Monday 17 April 2023 15:53 London/ 10.53 New York/ 23.53 Tokyo

Sector developments and company hires

‘Meaningful’ layoff exposure for TAMI CMBS leases
KBRA has identified 266 US CMBS lease exposures to 45 large companies that have recently announced combined layoffs of 216,905 white-collar employees. The rating agency focused on companies announcing layoffs of at least 1,000 employees from 2022 through mid-March 2023, among the universe of nearly 5,700 office and mixed-use properties in CMBS 2.0 conduit and single asset-single borrower/large loan transactions.

Together, these leases account for 33.3 million square-feet across 245 properties, or an average of 29.6% of the respective property square-footage. The properties secure US$35.4bn of CMBS loans on an allocated property balance basis, equating to approximately 5.6% of the currently outstanding CMBS 2.0 balance.

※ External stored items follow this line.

//! Core types for the replay system
//!
//! In-memory representation of the events that make up a recording. The
//! line encoding for these lives in [`crate::replay::format`].

use glam::Vec2;

/// Version written into every header event
pub const FORMAT_VERSION: u32 = 1;

/// A single decoded event from a recording
#[derive(Debug, Clone, PartialEq)]
pub enum Event {
    Header(HeaderEvent),
    Input(InputEvent),
    Keyframe(KeyframeEvent),
}

impl Event {
    /// Timestamp of the event (headers have none)
    pub fn timestamp(&self) -> Option<f64> {
        match self {
            Event::Header(_) => None,
            Event::Input(input) => Some(input.t),
            Event::Keyframe(keyframe) => Some(keyframe.t),
        }
    }
}

/// First line of every recording
#[derive(Debug, Clone, Copy, PartialEq, Eq)]
pub struct HeaderEvent {
    /// Format version
    pub version: u32,
    /// Canvas width in pixels
    pub width: u32,
    /// Canvas height in pixels
    pub height: u32,
}

impl HeaderEvent {
    /// Header for the current format version
    pub fn new(width: u32, height: u32) -> Self {
        Self {
            version: FORMAT_VERSION,
            width,
            height,
        }
    }
}

/// Key codes newly pressed at one instant
#[derive(Debug, Clone, PartialEq)]
pub struct InputEvent {
    /// Seconds since recording start
    pub t: f64,
    /// Key codes, in the order the input snapshot reported them
    pub keys: Vec<i32>,
}

/// Full snapshot of all recordable entities at one timestamp
#[derive(Debug, Clone, PartialEq)]
pub struct KeyframeEvent {
    /// Seconds since recording start
    pub t: f64,
    /// Entity snapshots, in source order
    pub entities: Vec<EntitySnapshot>,
}

impl KeyframeEvent {
    pub fn new(t: f64, entities: Vec<EntitySnapshot>) -> Self {
        Self { t, entities }
    }

    pub fn len(&self) -> usize {
        self.entities.len()
    }

    pub fn is_empty(&self) -> bool {
        self.entities.is_empty()
    }

    /// True when every entity carries a stable key
    pub fn fully_keyed(&self) -> bool {
        !self.entities.is_empty() && self.entities.iter().all(|e| e.key.is_some())
    }
}

/// Recorded state of one entity inside a keyframe.
///
/// `id` is a display name, not an identity: several entities of the same
/// kind share it. `key` is only present when the source assigned a stable
/// per-entity identifier.
#[derive(Debug, Clone, PartialEq)]
pub struct EntitySnapshot {
    pub id: String,
    pub position: Vec2,
    pub shape: Option<Shape>,
    pub velocity: Option<Vec2>,
    pub key: Option<u64>,
}

impl EntitySnapshot {
    /// Snapshot with only the required fields
    pub fn new(id: impl Into<String>, position: Vec2) -> Self {
        Self {
            id: id.into(),
            position,
            shape: None,
            velocity: None,
            key: None,
        }
    }

    pub fn with_shape(mut self, shape: Shape) -> Self {
        self.shape = Some(shape);
        self
    }

    pub fn with_velocity(mut self, velocity: Vec2) -> Self {
        self.velocity = Some(velocity);
        self
    }

    pub fn with_key(mut self, key: u64) -> Self {
        self.key = Some(key);
        self
    }
}

/// Render shape family recorded for an entity
#[derive(Debug, Clone, Copy, PartialEq, Eq, Hash)]
pub enum ShapeKind {
    Rectangle,
    Circle,
    /// Entity draws itself (or the shape family was not recognized)
    Custom,
}

impl ShapeKind {
    /// Wire name (`RECTANGLE`, `CIRCLE`, `CUSTOM`)
    pub fn as_str(self) -> &'static str {
        match self {
            ShapeKind::Rectangle => "RECTANGLE",
            ShapeKind::Circle => "CIRCLE",
            ShapeKind::Custom => "CUSTOM",
        }
    }

    /// Parse a wire name. Case-insensitive; unknown names map to `Custom`.
    pub fn parse(name: &str) -> Self {
        if name.eq_ignore_ascii_case("RECTANGLE") {
            ShapeKind::Rectangle
        } else if name.eq_ignore_ascii_case("CIRCLE") {
            ShapeKind::Circle
        } else {
            ShapeKind::Custom
        }
    }
}

/// RGBA color with channels in `0.0..=1.0`
#[derive(Debug, Clone, Copy, PartialEq)]
pub struct Rgba {
    pub r: f32,
    pub g: f32,
    pub b: f32,
    pub a: f32,
}

impl Rgba {
    pub const fn new(r: f32, g: f32, b: f32, a: f32) -> Self {
        Self { r, g, b, a }
    }

    /// Build from a channel list. Three channels imply opaque alpha; fewer
    /// than three is not a color.
    pub fn from_channels(channels: &[f32]) -> Option<Self> {
        match *channels {
            [r, g, b] => Some(Self::new(r, g, b, 1.0)),
            [r, g, b, a, ..] => Some(Self::new(r, g, b, a)),
            _ => None,
        }
    }

    pub fn to_array(self) -> [f32; 4] {
        [self.r, self.g, self.b, self.a]
    }

    pub fn is_finite(self) -> bool {
        self.to_array().iter().all(|c| c.is_finite())
    }
}

/// Recorded shape descriptor. Every part except `kind` may be absent.
#[derive(Debug, Clone, Copy, PartialEq)]
pub struct Shape {
    pub kind: ShapeKind,
    pub size: Option<Vec2>,
    pub color: Option<Rgba>,
}

impl Shape {
    /// Marker for entities that render themselves
    pub fn custom() -> Self {
        Self {
            kind: ShapeKind::Custom,
            size: None,
            color: None,
        }
    }

    /// Fully described shape
    pub fn described(kind: ShapeKind, size: Vec2, color: Rgba) -> Self {
        Self {
            kind,
            size: Some(size),
            color: Some(color),
        }
    }
}

#[cfg(test)]
mod tests {
    use super::*;

    #[test]
    fn test_shape_kind_parse_is_lenient() {
        assert_eq!(ShapeKind::parse("RECTANGLE"), ShapeKind::Rectangle);
        assert_eq!(ShapeKind::parse("circle"), ShapeKind::Circle);
        assert_eq!(ShapeKind::parse("CUSTOM"), ShapeKind::Custom);
        // Shape families this build doesn't know about still load
        assert_eq!(ShapeKind::parse("LINE"), ShapeKind::Custom);
    }

    #[test]
    fn test_rgba_from_channels() {
        assert_eq!(
            Rgba::from_channels(&[0.1, 0.2, 0.3]),
            Some(Rgba::new(0.1, 0.2, 0.3, 1.0))
        );
        assert_eq!(
            Rgba::from_channels(&[0.1, 0.2, 0.3, 0.4]),
            Some(Rgba::new(0.1, 0.2, 0.3, 0.4))
        );
        assert_eq!(Rgba::from_channels(&[0.1, 0.2]), None);
    }

    #[test]
    fn test_keyframe_fully_keyed() {
        let keyed = KeyframeEvent::new(
            0.0,
            vec![
                EntitySnapshot::new("Enemy", Vec2::ZERO).with_key(1),
                EntitySnapshot::new("Enemy", Vec2::ONE).with_key(2),
            ],
        );
        assert!(keyed.fully_keyed());

        let mixed = KeyframeEvent::new(
            0.0,
            vec![
                EntitySnapshot::new("Enemy", Vec2::ZERO).with_key(1),
                EntitySnapshot::new("Enemy", Vec2::ONE),
            ],
        );
        assert!(!mixed.fully_keyed());
        assert!(!KeyframeEvent::new(0.0, Vec::new()).fully_keyed());
    }
}
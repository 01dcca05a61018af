//! Integration tests for the replay pipeline
//!
//! Tests full record → store → load → play cycles, writer backpressure,
//! and playback of recordings whose on-disk order or entity set varies.

mod pipeline_tests;

pub(crate) mod sim {
    use glam::Vec2;

    use crate::replay::{Rgba, ShapeDescriptor, ShapeKind};
    use crate::test_utils::TestEntity;

    /// Small deterministic scene: a still player, a moving enemy and a decoration
    pub fn scene() -> Vec<TestEntity> {
        vec![
            TestEntity::new("Player", Vec2::new(400.0, 300.0)),
            TestEntity::new("Enemy", Vec2::ZERO).with_velocity(Vec2::new(10.0, 0.0)),
            TestEntity::new("Decoration", Vec2::new(50.0, 60.0)).with_shape(ShapeDescriptor::new(
                ShapeKind::Circle,
                Vec2::splat(5.0),
                Rgba::new(0.5, 0.5, 1.0, 0.8),
            )),
        ]
    }

    /// Move every entity along its velocity
    pub fn step(entities: &mut [TestEntity], dt: f32) {
        for entity in entities {
            if let (Some(position), Some(velocity)) = (entity.position.as_mut(), entity.velocity) {
                *position += velocity * dt;
            }
        }
    }
}
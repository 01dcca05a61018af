//! Replay runtime
//!
//! This module contains the moving parts of recording and playback:
//! - **Recorder**: Samples simulation state into event lines
//! - **Writer**: Background thread draining lines into storage
//! - **Player**: Rebuilds and interpolates entities from a recording
//! - **Scene**: Rendering collaborator the player drives

mod player;
mod recorder;
mod scene;
mod writer;

pub use player::{LoadSummary, MAX_SPEED, MIN_SPEED, PlaybackState, Player, PlayerConfig};
pub use recorder::{
    Recorder, RecorderConfig, RecorderError, RecorderState, RecordingStats, StartOutcome,
};
pub use scene::{
    Archetype, ENEMY_COLOR, ENEMY_SIZE, GENERIC_COLOR, HeadlessScene, PlaybackEntity,
    PlaybackScene,
};
pub use writer::{WriterHandle, WriterStats};
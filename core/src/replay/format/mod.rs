//! Line-delimited event format (.jsonl)
//!
//! Every event is one self-contained JSON object on its own line, tagged by
//! a `type` discriminator.
//!
//! # Line Shapes
//!
//! ```text
//! {"type":"header","version":1,"w":800,"h":600}
//! {"type":"input","t":1.25,"keys":[32,65]}
//! {"type":"keyframe","t":1.5,"entities":[
//!     {"id":"Player","x":400,"y":300,"rt":"CUSTOM","vx":12.5,"vy":0},
//!     {"id":"Enemy","x":10.5,"y":4,"rt":"RECTANGLE","w":20,"h":20,"color":[1,0.5,0,1]}
//! ]}
//! ```
//!
//! (keyframes are written on a single line; wrapped here for reading)
//!
//! Floats are quantized before encoding. Optional entity fields (`rt`, `w`,
//! `h`, `color`, `vx`/`vy`, `key`) are omitted when absent and decode back
//! to `None`. Unknown fields are ignored so newer writers stay readable.

mod reader;
mod writer;

pub use reader::{ParsedRecording, decode_line, parse_recording};
pub use writer::{LineEncoder, Quantizer, encode_event};

use std::borrow::Cow;

use serde::{Deserialize, Serialize};

/// Error decoding or encoding a single event line
#[derive(Debug, thiserror::Error)]
pub enum FormatError {
    #[error("blank line")]
    Blank,
    #[error("malformed event line: {0}")]
    Malformed(#[from] serde_json::Error),
}

/// Serde mirror of [`crate::replay::types::Event`].
///
/// Borrows on the encode path so keyframes serialize straight from the
/// recorder's buffers; decodes into owned data.
#[derive(Debug, Serialize, Deserialize)]
#[serde(tag = "type", rename_all = "lowercase")]
enum WireEvent<'a> {
    Header {
        version: u32,
        w: u32,
        h: u32,
    },
    Input {
        t: f64,
        keys: Cow<'a, [i32]>,
    },
    Keyframe {
        t: f64,
        entities: Vec<WireEntity<'a>>,
    },
}

#[derive(Debug, Serialize, Deserialize)]
struct WireEntity<'a> {
    #[serde(default)]
    id: Cow<'a, str>,
    x: f64,
    y: f64,
    #[serde(default, skip_serializing_if = "Option::is_none")]
    rt: Option<Cow<'a, str>>,
    #[serde(default, skip_serializing_if = "Option::is_none")]
    w: Option<f64>,
    #[serde(default, skip_serializing_if = "Option::is_none")]
    h: Option<f64>,
    #[serde(default, skip_serializing_if = "Option::is_none")]
    color: Option<Vec<f64>>,
    #[serde(default, skip_serializing_if = "Option::is_none")]
    vx: Option<f64>,
    #[serde(default, skip_serializing_if = "Option::is_none")]
    vy: Option<f64>,
    #[serde(default, skip_serializing_if = "Option::is_none")]
    key: Option<u64>,
}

The analysis reveals that tech, advertising, media and information (TAMI) industries represent a meaningful portion of the layoff companies. Large tech companies - such as Amazon, Google, Meta and Microsoft - account for 18.6 million sf (55.8%) of the exposure.

The largest exposure is to Amazon, representing 38 leases across 33 properties totaling 7.5 million sf of leased space and collateralising US$3.2bn of property allocated loan balance. The largest single lease exposure is to Warner Bros Discovery, which leases 100% of the 1.5 million sf of 30 Hudson Yards, securing a US$1.4bn loan collateralising HY 2019-30HY.

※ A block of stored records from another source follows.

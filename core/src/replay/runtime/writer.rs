//! Background line writer
//!
//! Single-producer/single-consumer boundary between the simulation thread
//! and storage I/O. The producer never blocks: when the bounded queue is
//! full the newest line is dropped.
//!
//! ```text
//! Recorder ──try_send──► [ sync_channel(capacity) ] ──recv──► record-writer ──► LineSink
//!            (drop on full)                                    (closes sink on every exit)
//! ```

use std::io;
use std::sync::Arc;
use std::sync::atomic::{AtomicBool, AtomicU64, Ordering};
use std::sync::mpsc::{self, Receiver, RecvTimeoutError, SyncSender, TrySendError};
use std::thread::{self, JoinHandle};
use std::time::Duration;

use tracing::{debug, trace, warn};

use crate::replay::storage::LineSink;

/// Counter snapshot for one writer
#[derive(Debug, Clone, Copy, Default, PartialEq, Eq)]
pub struct WriterStats {
    /// Lines accepted into the queue
    pub enqueued: u64,
    /// Lines rejected because the queue was full or the writer was gone
    pub dropped: u64,
    /// Lines the sink accepted
    pub written: u64,
}

#[derive(Debug, Default)]
struct Counters {
    enqueued: AtomicU64,
    dropped: AtomicU64,
    written: AtomicU64,
    failed: AtomicBool,
}

/// Handle to the `record-writer` thread
///
/// Dropping the handle shuts the writer down with the join timeout it was
/// spawned with.
pub struct WriterHandle {
    /// Option so shutdown can drop the sender before waiting
    tx: Option<SyncSender<String>>,
    handle: Option<JoinHandle<()>>,
    /// Signalled by the worker once the sink is closed
    done_rx: Receiver<()>,
    counters: Arc<Counters>,
    join_timeout: Duration,
}

impl WriterHandle {
    /// Spawn a writer draining into `sink`
    pub fn spawn(
        sink: Box<dyn LineSink>,
        capacity: usize,
        idle_wait: Duration,
        join_timeout: Duration,
    ) -> io::Result<Self> {
        let (tx, rx) = mpsc::sync_channel::<String>(capacity.max(1));
        let (done_tx, done_rx) = mpsc::channel();
        let counters = Arc::new(Counters::default());

        let worker_counters = Arc::clone(&counters);
        let handle = thread::Builder::new()
            .name("record-writer".into())
            .spawn(move || {
                run(rx, sink, &worker_counters, idle_wait);
                let _ = done_tx.send(());
            })?;

        Ok(Self {
            tx: Some(tx),
            handle: Some(handle),
            done_rx,
            counters,
            join_timeout,
        })
    }

    /// Queue a line without blocking. Returns false if it was dropped.
    pub fn enqueue(&self, line: String) -> bool {
        let Some(tx) = &self.tx else {
            self.counters.dropped.fetch_add(1, Ordering::Relaxed);
            return false;
        };

        match tx.try_send(line) {
            Ok(()) => {
                self.counters.enqueued.fetch_add(1, Ordering::Relaxed);
                true
            }
            Err(TrySendError::Full(_)) => {
                self.counters.dropped.fetch_add(1, Ordering::Relaxed);
                trace!("Record queue full, dropping line");
                false
            }
            Err(TrySendError::Disconnected(_)) => {
                self.counters.dropped.fetch_add(1, Ordering::Relaxed);
                trace!("Record writer gone, dropping line");
                false
            }
        }
    }

    /// True once a write has failed and the worker has given up
    pub fn has_failed(&self) -> bool {
        self.counters.failed.load(Ordering::Acquire)
    }

    pub fn stats(&self) -> WriterStats {
        WriterStats {
            enqueued: self.counters.enqueued.load(Ordering::Relaxed),
            dropped: self.counters.dropped.load(Ordering::Relaxed),
            written: self.counters.written.load(Ordering::Relaxed),
        }
    }

    /// Close the queue and wait up to `timeout` for the worker to drain it.
    ///
    /// Returns false if the worker did not finish in time; it is then left
    /// running detached.
    pub fn shutdown(&mut self, timeout: Duration) -> bool {
        // Drop the sender first so the worker sees Disconnected after draining
        drop(self.tx.take());

        let Some(handle) = self.handle.take() else {
            return true;
        };

        match self.done_rx.recv_timeout(timeout) {
            // Disconnected without a signal means the worker panicked
            Ok(()) | Err(RecvTimeoutError::Disconnected) => {
                if handle.join().is_err() {
                    warn!("Record writer thread panicked");
                    return false;
                }
                true
            }
            Err(RecvTimeoutError::Timeout) => {
                warn!(
                    "Record writer did not finish within {:?}; abandoning it",
                    timeout
                );
                false
            }
        }
    }
}

impl Drop for WriterHandle {
    fn drop(&mut self) {
        if self.handle.is_some() {
            self.shutdown(self.join_timeout);
        }
    }
}

/// Closes the sink however the worker loop exits
struct SinkGuard(Box<dyn LineSink>);

impl Drop for SinkGuard {
    fn drop(&mut self) {
        if let Err(e) = self.0.close() {
            warn!("Failed to close recording: {}", e);
        }
    }
}

fn run(rx: Receiver<String>, sink: Box<dyn LineSink>, counters: &Counters, idle_wait: Duration) {
    debug!("Record writer started");
    let mut sink = SinkGuard(sink);

    loop {
        match rx.recv_timeout(idle_wait) {
            Ok(line) => {
                if let Err(e) = sink.0.write_line(&line) {
                    warn!("Recording write failed, stopping writer: {}", e);
                    counters.failed.store(true, Ordering::Release);
                    break;
                }
                counters.written.fetch_add(1, Ordering::Relaxed);
            }
            Err(RecvTimeoutError::Timeout) => continue,
            // Only reported once every queued line has been received
            Err(RecvTimeoutError::Disconnected) => break,
        }
    }

    drop(sink);
    debug!(
        "Record writer finished ({} lines)",
        counters.written.load(Ordering::Relaxed)
    );
}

Given the heavy TAMI exposure, the San Francisco, Silicon Valley and Seattle markets represent 15.8 million sf (or 47.5%) of the overall exposure to layoff companies.

In other news…

APAC
K&L Gates has appointed King & Wood Mallesons’ Stuart Broadfoot as a Sydney-based partner in its tax practice. Broadfoot has a background of working on cross-border taxation related to mergers and acquisitions, structured finance, restructurings and project finance.

The new recruit leaves his role as special counsel at KWM, after four years with the firm. He previously worked at Clifford Chance and EY Law Perth - then known as Norton & Smailes.

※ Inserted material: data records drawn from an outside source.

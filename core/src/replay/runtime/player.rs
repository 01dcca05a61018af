//! Replay player
//!
//! Loads a recording into a keyframe timeline and drives a
//! [`PlaybackScene`] from it. Playback clamps at the last keyframe; it
//! never loops.

use serde::{Deserialize, Serialize};
use tracing::{debug, info, trace};

use super::scene::{PlaybackEntity, PlaybackScene};
use crate::replay::format::parse_recording;
use crate::replay::interpolate::positions_at;
use crate::replay::storage::{RecordingStorage, StorageError};
use crate::replay::types::{HeaderEvent, InputEvent, KeyframeEvent};

/// Slowest allowed playback speed
pub const MIN_SPEED: f64 = 0.1;
/// Fastest allowed playback speed
pub const MAX_SPEED: f64 = 10.0;

/// Playback configuration
#[derive(Debug, Clone, PartialEq, Serialize, Deserialize)]
pub struct PlayerConfig {
    /// Playback speed multiplier (default: 1.0, range: 0.1-10.0)
    #[serde(default = "default_speed")]
    pub speed: f64,
}

fn default_speed() -> f64 {
    1.0
}

impl Default for PlayerConfig {
    fn default() -> Self {
        Self {
            speed: default_speed(),
        }
    }
}

/// Player lifecycle
#[derive(Debug, Clone, Copy, PartialEq, Eq)]
pub enum PlaybackState {
    NoRecordingSelected,
    /// Recording loaded, clock not yet advanced
    Loaded,
    Playing,
}

/// What a load found
#[derive(Debug, Clone, PartialEq)]
pub struct LoadSummary {
    pub header: Option<HeaderEvent>,
    pub keyframes: usize,
    pub inputs: usize,
    pub skipped_lines: usize,
    /// Timestamp of the last keyframe
    pub duration: f64,
}

/// Replay player state
pub struct Player<S: PlaybackScene> {
    scene: S,
    config: PlayerConfig,
    state: PlaybackState,
    paused: bool,
    header: Option<HeaderEvent>,
    inputs: Vec<InputEvent>,
    /// Keyframes sorted by timestamp
    timeline: Vec<KeyframeEvent>,
    clock: f64,
    /// Lower bound of the bracketing pair the entity set was built from
    lower: Option<usize>,
    entities: Vec<PlaybackEntity>,
    handles: Vec<S::Handle>,
    rebuilds: u64,
}

impl<S: PlaybackScene> Player<S> {
    /// Create a new player driving `scene`
    pub fn new(scene: S, config: PlayerConfig) -> Self {
        let mut player = Self {
            scene,
            config: PlayerConfig::default(),
            state: PlaybackState::NoRecordingSelected,
            paused: false,
            header: None,
            inputs: Vec::new(),
            timeline: Vec::new(),
            clock: 0.0,
            lower: None,
            entities: Vec::new(),
            handles: Vec::new(),
            rebuilds: 0,
        };
        player.set_speed(config.speed);
        player
    }

    /// Load `target` from storage, replacing the current recording.
    ///
    /// The current recording is kept if the read fails.
    pub fn load(
        &mut self,
        storage: &dyn RecordingStorage,
        target: &str,
    ) -> Result<LoadSummary, StorageError> {
        let lines = storage.read_lines(target)?;
        let summary = self.load_lines(lines);
        info!(
            "Loaded {}: {} keyframes, {:.2}s, {} lines skipped",
            target, summary.keyframes, summary.duration, summary.skipped_lines
        );
        Ok(summary)
    }

    /// Load a recording from already-read lines
    pub fn load_lines<I>(&mut self, lines: I) -> LoadSummary
    where
        I: IntoIterator,
        I::Item: AsRef<str>,
    {
        let parsed = parse_recording(lines);
        let mut skipped_lines = parsed.skipped_lines;

        let mut timeline = parsed.keyframes;
        let before = timeline.len();
        timeline.retain(|k| k.t.is_finite());
        skipped_lines += before - timeline.len();
        // Stable, so equal timestamps keep file order
        timeline.sort_by(|a, b| a.t.total_cmp(&b.t));

        self.clear_entities();
        self.header = parsed.header;
        self.inputs = parsed.inputs;
        self.timeline = timeline;
        self.clock = 0.0;
        self.lower = None;
        self.paused = false;
        self.state = PlaybackState::Loaded;

        debug!(
            "Timeline built: {} keyframes, {} inputs",
            self.timeline.len(),
            self.inputs.len()
        );

        LoadSummary {
            header: self.header,
            keyframes: self.timeline.len(),
            inputs: self.inputs.len(),
            skipped_lines,
            duration: self.duration(),
        }
    }

    /// Drop the loaded recording and every visual
    pub fn unload(&mut self) {
        self.clear_entities();
        self.header = None;
        self.inputs.clear();
        self.timeline.clear();
        self.clock = 0.0;
        self.lower = None;
        self.paused = false;
        self.state = PlaybackState::NoRecordingSelected;
    }

    /// Advance playback by `dt` seconds of wall time
    pub fn advance(&mut self, dt: f64) {
        let Some(last) = self.timeline.last() else {
            return;
        };
        if self.paused {
            return;
        }

        let dt = if dt.is_finite() { dt.max(0.0) } else { 0.0 };
        self.clock = (self.clock + dt * self.config.speed).min(last.t);
        self.state = PlaybackState::Playing;
        self.present();
    }

    /// Jump to `t` seconds, clamped to the recording
    pub fn seek(&mut self, t: f64) {
        let Some(last) = self.timeline.last() else {
            return;
        };
        if !t.is_finite() {
            return;
        }
        self.clock = t.max(0.0).min(last.t);
        self.state = PlaybackState::Playing;
        self.present();
    }

    /// Pause playback
    pub fn pause(&mut self) {
        self.paused = true;
    }

    /// Resume playback
    pub fn resume(&mut self) {
        self.paused = false;
    }

    /// Check if paused
    pub fn is_paused(&self) -> bool {
        self.paused
    }

    /// Set the playback speed
    pub fn set_speed(&mut self, speed: f64) {
        if speed.is_finite() {
            self.config.speed = speed.clamp(MIN_SPEED, MAX_SPEED);
        }
    }

    pub fn speed(&self) -> f64 {
        self.config.speed
    }

    pub fn state(&self) -> PlaybackState {
        self.state
    }

    /// Current playback clock in recording seconds
    pub fn clock(&self) -> f64 {
        self.clock
    }

    /// Timestamp of the last keyframe
    pub fn duration(&self) -> f64 {
        self.timeline.last().map_or(0.0, |k| k.t.max(0.0))
    }

    /// Get playback progress (0.0 to 1.0)
    pub fn progress(&self) -> f64 {
        let duration = self.duration();
        if duration <= 0.0 {
            return 0.0;
        }
        (self.clock / duration).clamp(0.0, 1.0)
    }

    /// Check if the clock has reached the last keyframe
    pub fn is_at_end(&self) -> bool {
        self.timeline.last().is_some_and(|k| self.clock >= k.t)
    }

    /// Indices of the keyframes enclosing the clock
    pub fn bracket(&self) -> Option<(usize, usize)> {
        let first = self.timeline.first()?;
        let n = self.timeline.len();
        if n == 1 || self.clock < first.t {
            return Some((0, 0));
        }

        let clock = self.clock;
        let pair = self
            .timeline
            .windows(2)
            .position(|w| w[0].t <= clock && clock <= w[1].t)
            .map_or((n - 1, n - 1), |i| (i, i + 1));
        Some(pair)
    }

    /// Entities as currently displayed
    pub fn entities(&self) -> &[PlaybackEntity] {
        &self.entities
    }

    pub fn timeline(&self) -> &[KeyframeEvent] {
        &self.timeline
    }

    pub fn header(&self) -> Option<&HeaderEvent> {
        self.header.as_ref()
    }

    /// Input events of the loaded recording (not replayed)
    pub fn inputs(&self) -> &[InputEvent] {
        &self.inputs
    }

    /// Times the entity set has been rebuilt since creation
    pub fn rebuild_count(&self) -> u64 {
        self.rebuilds
    }

    pub fn scene(&self) -> &S {
        &self.scene
    }

    pub fn scene_mut(&mut self) -> &mut S {
        &mut self.scene
    }

    /// Get the player configuration
    pub fn config(&self) -> &PlayerConfig {
        &self.config
    }

    /// Push the state at the current clock to the scene
    fn present(&mut self) {
        let Some((lo, hi)) = self.bracket() else {
            return;
        };
        if self.lower != Some(lo) {
            self.rebuild(lo);
        }

        let a = &self.timeline[lo];
        let b = &self.timeline[hi];
        let positions = positions_at(a, b, self.clock - a.t);

        for ((entity, handle), position) in self
            .entities
            .iter_mut()
            .zip(&self.handles)
            .zip(positions)
        {
            entity.position = position;
            self.scene.set_position(handle, position);
        }
    }

    /// Replace the entity set with the entities of keyframe `index`
    fn rebuild(&mut self, index: usize) {
        self.clear_entities();

        self.entities = self.timeline[index]
            .entities
            .iter()
            .enumerate()
            .map(|(i, snapshot)| PlaybackEntity::from_snapshot(i, snapshot))
            .collect();
        self.handles = self
            .entities
            .iter()
            .map(|entity| self.scene.instantiate(entity))
            .collect();

        self.lower = Some(index);
        self.rebuilds += 1;
        trace!(
            "Rebuilt {} entities from keyframe {} (t={:.2})",
            self.entities.len(),
            index,
            self.timeline[index].t
        );
    }

    fn clear_entities(&mut self) {
        for handle in self.handles.drain(..) {
            self.scene.destroy(handle);
        }
        self.entities.clear();
    }
}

Prestige steps in to support auto ABS
The deteriorating performance of US subprime auto ABS PART 2022-1 has prompted the sponsor Prestige to make a capital contribution to support the deal. According to JPMorgan securitised products research analysts, Prestige plans a one-time contribution of US$3.1m (equating to 75bp of the original collateral amount) for the 17 April distribution date - covering the March collection period - to help build credit enhancement. In addition, Prestige will continue to forgo its monthly servicing fee – which it began doing in February – through the September collection period or until overcollateralisation is attained, whichever is earlier.

S&P stated that it will not take any rating action on the transaction at this time. However, it noted that while hard credit enhancement has increased from initial levels for 22-1, there has been little to no excess spread remaining after covering losses in recent months and that the lowest rated class E is heavily dependent on excess spread. The rating agency says it will continue to monitor the transaction.